Estava no caixa de uma papelaria e uma moça me perguntou se eu era advogado.
- Sim, sou.
- Posso te fazer uma pergunta?
- Sim.
- Sabe o que é? Meu neto não vê o pai há muito tempo e vive agora com seu padrasto e minha filha. Ele queria tirar o nome do pai biológico e colocar o nome de seu padrasto.
- Que idade ele tem?
- Tem 17 anos.
Expliquei rapidamente o que eu pensava, falei do prazo, perguntei se havia algo mais além do abandono afetivo e material, desaconselhei o conflito e falei para ela consultar um advogado da confiança dela. A gente se acostuma a responder perguntas em situações sociais. Eu já tive várias fases. Já respondi exaustivamente, já falei que não era advogado por absoluta impossibilidade de tratar de qualquer assunto jurídico na ocasião em que me perguntaram e, hoje, eu respondo rapidamente o essencial e peço para procurar um advogado da confiança dela. Isso foi de manhã. No mesmo dia à tarde estava saindo de uma consulta médica cujo consultório fica próximo a um Hospital e, do outro lado da rua um carro parado com um homem sentado no banco do acompanhante me chama.
- Eu?
- É, vem aqui.
- Ir até aí pra que Senhor?
- Vem cá! Quero falar com o Sr.!
- Eu sei, mas eu te ouço, diga!
- Vem cá!
Mas que coisa, tô parecendo Jesus hoje! Não é possível, pensei.
- Sr., pode falar eu não vou até aí. Primeiro o Sr. fala o motivo e aí eu decido se atravesso a rua ou não.
- Eu machuquei a perna e preciso de um cachorro quente, o Sr. não pode me ajudar ?!
Olhei para o carro, pra ele...fiquei sem entender muito bem a situação. Toda vez que alguém me pede comida lembro que meu pai sempre me dizia que não se nega um prato de comida, pode até não dar dinheiro, mas o prato de comida é a esperança para o dia seguinte. Ao mesmo tempo me bateu um incômodo, confesso, o cara sentado lá no carro, grita pra mim do outro lado da rua e pede um cachorro-quente. No mesmo dia, à noite, estava no supermercado na fila dos frios:
- Com licença Sr., posso te fazer uma pergunta?
- Nossa, esqueci minha carteira no carro, preciso ir!
Tô brincando, eu só pensei essa resposta.

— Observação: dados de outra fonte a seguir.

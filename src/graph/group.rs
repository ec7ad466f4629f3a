//! Groups - the containers that own steps, connections and triggers.
//!
//! A [`Group`] is a cheap, cloneable handle. All editing goes through it.
//!
//! Locking:
//! - One narrow structural `RwLock` per group guards the arenas. It is held
//!   only for the bookkeeping of an edit or for resolving a plan, never
//!   while a step computes and never while a worker is joined.
//! - Each step has its own mutex (see [`StepCell`]). Connection hooks run
//!   after the structural lock is released.
//!
//! Storage is arena-style: steps, connections and triggers live in vectors
//! indexed by their IDs. A removed entry leaves a hole, so IDs are never
//! reused and stale IDs fail to resolve.

use crate::config::{EngineConfig, LoopSettings, TimingMode};
use crate::error::{GraphError, Result, ResultExt};
use crate::graph::checker::{ConsistencyChecker, ConsistencyReport, Finding};
use crate::graph::connection::Connection;
use crate::graph::events::{EventBus, GraphEvent};
use crate::graph::id::{ConnectionId, SlotId, StepId, TriggerId};
use crate::graph::looped::{LoopLimits, LoopedTrigger, StopOutcome};
use crate::graph::plan::{ExecutionPlan, PlanCompiler};
use crate::graph::registry::StepRegistry;
use crate::graph::slot::{SlotDescriptor, SlotHandle};
use crate::graph::snapshot::{ExposureInfo, GroupSnapshot, StepInfo, TriggerInfo};
use crate::graph::step::{AnyStep, BuiltinStep, StepCell, StepPlugin, TickTime};
use crate::graph::steps::GroupStep;
use crate::graph::trigger::{self, FireReport, TriggerNode};
use crate::graph::value::{ConfigValue, DataValue, StepParams};
use crate::types::{LoopStats, StepStatus, TriggerState};
use crossbeam_channel::Receiver;
use parking_lot::{Mutex, RwLock};
use std::collections::HashMap;
use std::sync::Arc;
use std::time::Duration;

/// Steps and slots per direction that fit in a [`SlotId`].
const MAX_STEPS: usize = 1 << 20;
const MAX_SLOTS: usize = 1 << 12;

/// A published internal slot.
#[derive(Debug, Clone)]
pub(crate) struct Exposure {
    pub name: String,
    pub slot: SlotId,
    /// Inputs only: the handle writes from outside go into.
    pub proxy: Option<SlotHandle>,
}

/// Arenas guarded by the structural lock.
#[derive(Default)]
pub(crate) struct Structure {
    pub steps: Vec<Option<Arc<StepCell>>>,
    pub step_names: HashMap<String, StepId>,
    pub connections: Vec<Option<Connection>>,
    pub triggers: Vec<Option<TriggerNode>>,
    pub trigger_names: HashMap<String, TriggerId>,
    pub exposed_inputs: Vec<Exposure>,
    pub exposed_outputs: Vec<Exposure>,
    /// Bumped on every edit; cached plans compare against it
    pub generation: u64,
}

impl Structure {
    pub fn step(&self, id: StepId) -> Result<&Arc<StepCell>> {
        self.steps
            .get(id.index())
            .and_then(Option::as_ref)
            .ok_or(GraphError::UnknownStep(id))
    }

    pub fn trigger(&self, id: TriggerId) -> Option<&TriggerNode> {
        self.triggers.get(id.index()).and_then(Option::as_ref)
    }

    fn trigger_mut(&mut self, id: TriggerId) -> Result<&mut TriggerNode> {
        self.triggers
            .get_mut(id.index())
            .and_then(Option::as_mut)
            .ok_or(GraphError::UnknownTrigger(id))
    }

    fn require_trigger(&self, id: TriggerId) -> Result<&TriggerNode> {
        self.trigger(id).ok_or(GraphError::UnknownTrigger(id))
    }

    pub fn live_steps(&self) -> impl Iterator<Item = &Arc<StepCell>> {
        self.steps.iter().flatten()
    }

    pub fn live_connections(&self) -> impl Iterator<Item = &Connection> {
        self.connections.iter().flatten()
    }

    pub fn live_triggers(&self) -> impl Iterator<Item = &TriggerNode> {
        self.triggers.iter().flatten()
    }

    /// The connection feeding `slot` (an input), if any.
    pub fn connection_into(&self, slot: SlotId) -> Option<&Connection> {
        self.live_connections().find(|c| c.target == slot)
    }

    fn bump(&mut self) -> u64 {
        self.generation += 1;
        self.generation
    }
}

/// Simulated clock for fires that are not driven by a loop.
#[derive(Debug, Default)]
struct ManualClock {
    time: f64,
    tick: u64,
}

pub(crate) struct GroupShared {
    pub name: String,
    pub structure: RwLock<Structure>,
    pub registry: Arc<StepRegistry>,
    pub config: EngineConfig,
    pub events: Arc<EventBus>,
    full_plan: Mutex<Option<Arc<ExecutionPlan>>>,
    clock: Mutex<ManualClock>,
}

impl GroupShared {
    fn loop_limits(&self) -> LoopLimits {
        LoopLimits {
            overrun_warn_every: self.config.overrun_warn_every.max(1),
            spin_threshold: self.config.spin_threshold(),
        }
    }

    /// Plan over every step of the group, cached per generation.
    fn full_plan(&self) -> Arc<ExecutionPlan> {
        let structure = self.structure.read();
        let mut cached = self.full_plan.lock();
        if let Some(plan) = cached.as_ref() {
            if plan.generation == structure.generation {
                return plan.clone();
            }
        }
        let plan = Arc::new(PlanCompiler::compile(
            &structure.steps,
            &structure.connections,
            None,
            &[],
            structure.generation,
        ));
        tracing::debug!(
            "Group '{}' plan recompiled: {} step(s) (gen {})",
            self.name,
            plan.len(),
            plan.generation
        );
        *cached = Some(plan.clone());
        plan
    }
}

impl Drop for GroupShared {
    fn drop(&mut self) {
        let loops: Vec<Arc<LoopedTrigger>> = self
            .structure
            .get_mut()
            .live_triggers()
            .filter_map(|t| t.looped.clone())
            .collect();
        for looped in loops {
            looped.stop();
        }
    }
}

/// Builder for [`Group`].
pub struct GroupBuilder {
    name: String,
    registry: Option<Arc<StepRegistry>>,
    config: EngineConfig,
}

impl GroupBuilder {
    pub fn new(name: impl Into<String>) -> Self {
        Self {
            name: name.into(),
            registry: None,
            config: EngineConfig::default(),
        }
    }

    /// Step factories for `create_step`. Defaults to the built-in kinds.
    pub fn registry(mut self, registry: Arc<StepRegistry>) -> Self {
        self.registry = Some(registry);
        self
    }

    pub fn config(mut self, config: EngineConfig) -> Self {
        self.config = config;
        self
    }

    pub fn build(self) -> Result<Group> {
        self.config.validate()?;
        Ok(self.assemble())
    }

    fn assemble(self) -> Group {
        let events = Arc::new(EventBus::new(self.config.event_capacity));
        Group {
            shared: Arc::new(GroupShared {
                name: self.name,
                structure: RwLock::new(Structure::default()),
                registry: self
                    .registry
                    .unwrap_or_else(|| Arc::new(StepRegistry::with_builtins())),
                config: self.config,
                events,
                full_plan: Mutex::new(None),
                clock: Mutex::new(ManualClock::default()),
            }),
        }
    }

    pub(crate) fn rename(mut self, name: impl Into<String>) -> Self {
        self.name = name.into();
        self
    }

    /// The registry `build` will use, created now if none was given.
    pub(crate) fn registry_or_default(&mut self) -> Arc<StepRegistry> {
        self.registry
            .get_or_insert_with(|| Arc::new(StepRegistry::with_builtins()))
            .clone()
    }

    pub(crate) fn engine_config(&self) -> &EngineConfig {
        &self.config
    }
}

/// Handle to a group. Clones share the same group.
///
/// Dropping the last handle stops every looped trigger of the group.
#[derive(Clone)]
pub struct Group {
    pub(crate) shared: Arc<GroupShared>,
}
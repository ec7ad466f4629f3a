//! SumStep - `out = a + b`, elementwise with scalar broadcast.
//!
//! `b` is optional; when it is unconnected or unset the step passes `a`
//! through.

use crate::error::StepError;
use crate::graph::slot::SlotDescriptor;
use crate::graph::step::{StepContext, StepPlugin};
use crate::graph::value::{StepParams, ValueType};
use std::any::Any;

#[derive(Default)]
pub struct SumStep;

impl SumStep {
    pub fn new() -> Self {
        Self
    }

    pub fn from_params(_params: &StepParams) -> Result<Self, StepError> {
        Ok(Self)
    }
}

impl StepPlugin for SumStep {
    fn kind(&self) -> &str {
        "sum"
    }

    fn slots(&self) -> Vec<SlotDescriptor> {
        vec![
            SlotDescriptor::input("a", ValueType::Numeric),
            SlotDescriptor::input("b", ValueType::Numeric).optional(),
            SlotDescriptor::output("out", ValueType::Numeric),
        ]
    }

    fn compute(&mut self, ctx: &mut StepContext) -> Result<(), StepError> {
        let a = ctx.require_input("a")?;
        let out = match ctx.input("b") {
            Some(b) => a.zip_numeric(b, |x, y| x + y)?,
            None => a.map_numeric(|x| x)?,
        };
        ctx.set_output("out", out)
    }

    fn as_any(&self) -> Option<&dyn Any> {
        Some(self)
    }
}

Meu humor não andava lá dos melhores com exames médicos praticamente todos os dias, jejum, não pode fazer sexo, não pode tomar uma dose de Campari, não pode comer fritura, não pode andar de moto, não pode andar de bicicleta; e toma isso e toma aquilo. O que nos enche o saco não é o exame: é a desgraça do preparo. Com 34 itens pedidos pelo meu médico, mais dois exames suplementares, os preparos se multiplicaram. Hoje durante a ressonância da minha mão eu cochilei no meio do exame, feito numa máquina que é verdadeiramente um túnel do tempo. Acordei com um grito da moça que operava a máquina:
- O Sr. tá dormindo?! Não pode se mexer!
Ela disse através do sistema de comunicação, um alto falante que grita bem na sua orelha!
Que susto! Ela me acordou bem quando conversava com João Batista.